Au vu de ces débats, ce travail propose une extension du modèle LU-EAGLE, un modèle d’équilibre général de l’économie luxembourgeoise développé à la Banque centrale du Luxembourg. La version originale du modèle étant déjà assez riche quant à la description des instruments d’imposition, l’extension vise à enrichir le volet relatif aux dépenses publiques.
Plus précisément, nous introduisons trois changements dans le modèle :
- Premièrement, nous remplaçons l’hypothèse restrictive selon laquelle le secteur public achète un bien homogène et improductif par l’hypothèse plus réaliste selon laquelle il existe trois types de dépense publique : la consommation publique hors rémunération des employés du secteur public, l’investissement public et la rémunération des employés du secteur public.
- Deuxièmement, nous introduisons un nouveau mécanisme de propagation relatif aux chocs de consommation publique, sous la forme de complémentarités entre la consommation privée et publique. Intuitivement, dans le modèle ces complémentarités poussent les ménages à augmenter leur consommation suite à une hausse de la consommation publique, de manière à obtenir un effet d’entraînement de la demande privée.
- Troisièmement, nous relâchons l’hypothèse selon laquelle les dépenses publiques sont totalement improductives, en supposant que le stock de capital public augmente la productivité du secteur privé. Ce mécanisme permet de transformer ce qui est initialement un choc de demande (une hausse de l’investissement public) en un choc d’offre (une hausse de la productivité du secteur privé), offrant un canal supplémentaire pour l’analyse de la politique budgétaire.
Nous calibrons la nouvelle version du modèle sur des données luxembourgeoises, en portant une attention particulière aux paramètres spécifiques à l’extension. Les plus importants concernent le degré de complémentarité entre la consommation privée et publique et l’effet du stock de capital public sur la productivité du secteur privé. Nous calibrons le degré de complémentarité de manière à reproduire dans le modèle les résultats d’une analyse de type VAR structurel pour le Luxembourg, selon laquelle la consommation privée augmente suite à un choc positif de consommation publique. En ce qui concerne l’effet du stock de capital sur la productivité du secteur privé, nous considérons plusieurs valeurs tirées de la littérature académique.
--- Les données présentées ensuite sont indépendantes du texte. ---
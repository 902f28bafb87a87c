use axum::{
    body::Body,
    extract::State,
    http::{Request, StatusCode},
    middleware::Next,
    response::{IntoResponse, Response},
};
use axum_extra::{
    TypedHeader,
    headers::{Authorization, authorization::Bearer},
};

use crate::{
    AppState,
    utils::{error_codes, error_to_api_response, verify_token},
};

/// 认证中间件：解析身份令牌并将 Claims 注入请求扩展
pub async fn auth_middleware(
    State(state): State<AppState>,
    bearer: Option<TypedHeader<Authorization<Bearer>>>,
    mut request: Request<Body>,
    next: Next,
) -> Response {
    let Some(TypedHeader(Authorization(bearer))) = bearer else {
        return unauthorized();
    };

    match verify_token(bearer.token(), &state.config) {
        Ok(claims) => {
            request.extensions_mut().insert(claims);
            next.run(request).await
        }
        Err(e) => {
            tracing::debug!("Token verification failed: {}", e);
            unauthorized()
        }
    }
}

fn unauthorized() -> Response {
    (
        StatusCode::UNAUTHORIZED,
        error_to_api_response::<()>(error_codes::AUTH_FAILED, "未授权访问".to_string()),
    )
        .into_response()
}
Nous simulons ensuite le modèle pour étudier son comportement à la suite de chocs augmentant soit la consommation publique, soit l’investissement public, soit l’emploi public. Nous obtenons trois résultats principaux :
- En présence de complémentarités, une hausse de la consommation publique au Luxembourg entraîne une réponse positive de la consommation privée et de l’investissement privé. Cependant, l’impact sur le PIB reste limité de par l’important effet d’éviction lié aux importations.
- Une hausse de l’investissement public peut avoir des effets positifs importants dans le moyen/long terme. L’amélioration de la productivité du secteur privé stimule les capacités de production et augmente la compétitivité de l’économie, ce qui permet de satisfaire une hausse de la demande intérieure et extérieure.
- Une hausse de l’emploi public génère l’effet d’entraînement le plus important sur le PIB à court terme, en grande partie à cause d’un moindre effet d’éviction par les importations.
Selon ces simulations, les trois catégories de dépenses publiques considérées induisent des réponses différentes de l’économie luxembourgeoise. Ainsi, aucun des instruments budgétaires ne « domine » les autres. Au contraire, les effets hétérogènes que nous identifions permettent au décideur de politique économique de combiner les différentes dépenses afin de mieux cibler l’état du cycle économique et son horizon de planification.
Pour la même raison, le modèle indique qu’une réorientation des différents types de dépenses publiques peut avoir des effets importants sur l’économie, même à dépense totale inchangée. Nous illustrons cette propriété en simulant l’impact d’une baisse de la consommation publique associée à une hausse de l’investissement public du même montant. Le modèle suggère qu’une telle réorientation a un effet positif sur l’économie dans le moyen terme, tout en limitant les coûts de transition grâce à son caractère budgétaire neutre.
Enfin, soulignons que selon le modèle les multiplicateurs fiscaux au Luxembourg sont de taille limitée: le multiplicateur associé à l’emploi public dépasse légèrement l’unité à court terme, mais, à long terme, tous les multiplicateurs convergent vers des valeurs inférieures à 0,60. Comme déjà établi pour d’autres pays, ces multiplicateurs limités reflètent les effets d’éviction importants présents dans des petites économies ouvertes telle que le Luxembourg.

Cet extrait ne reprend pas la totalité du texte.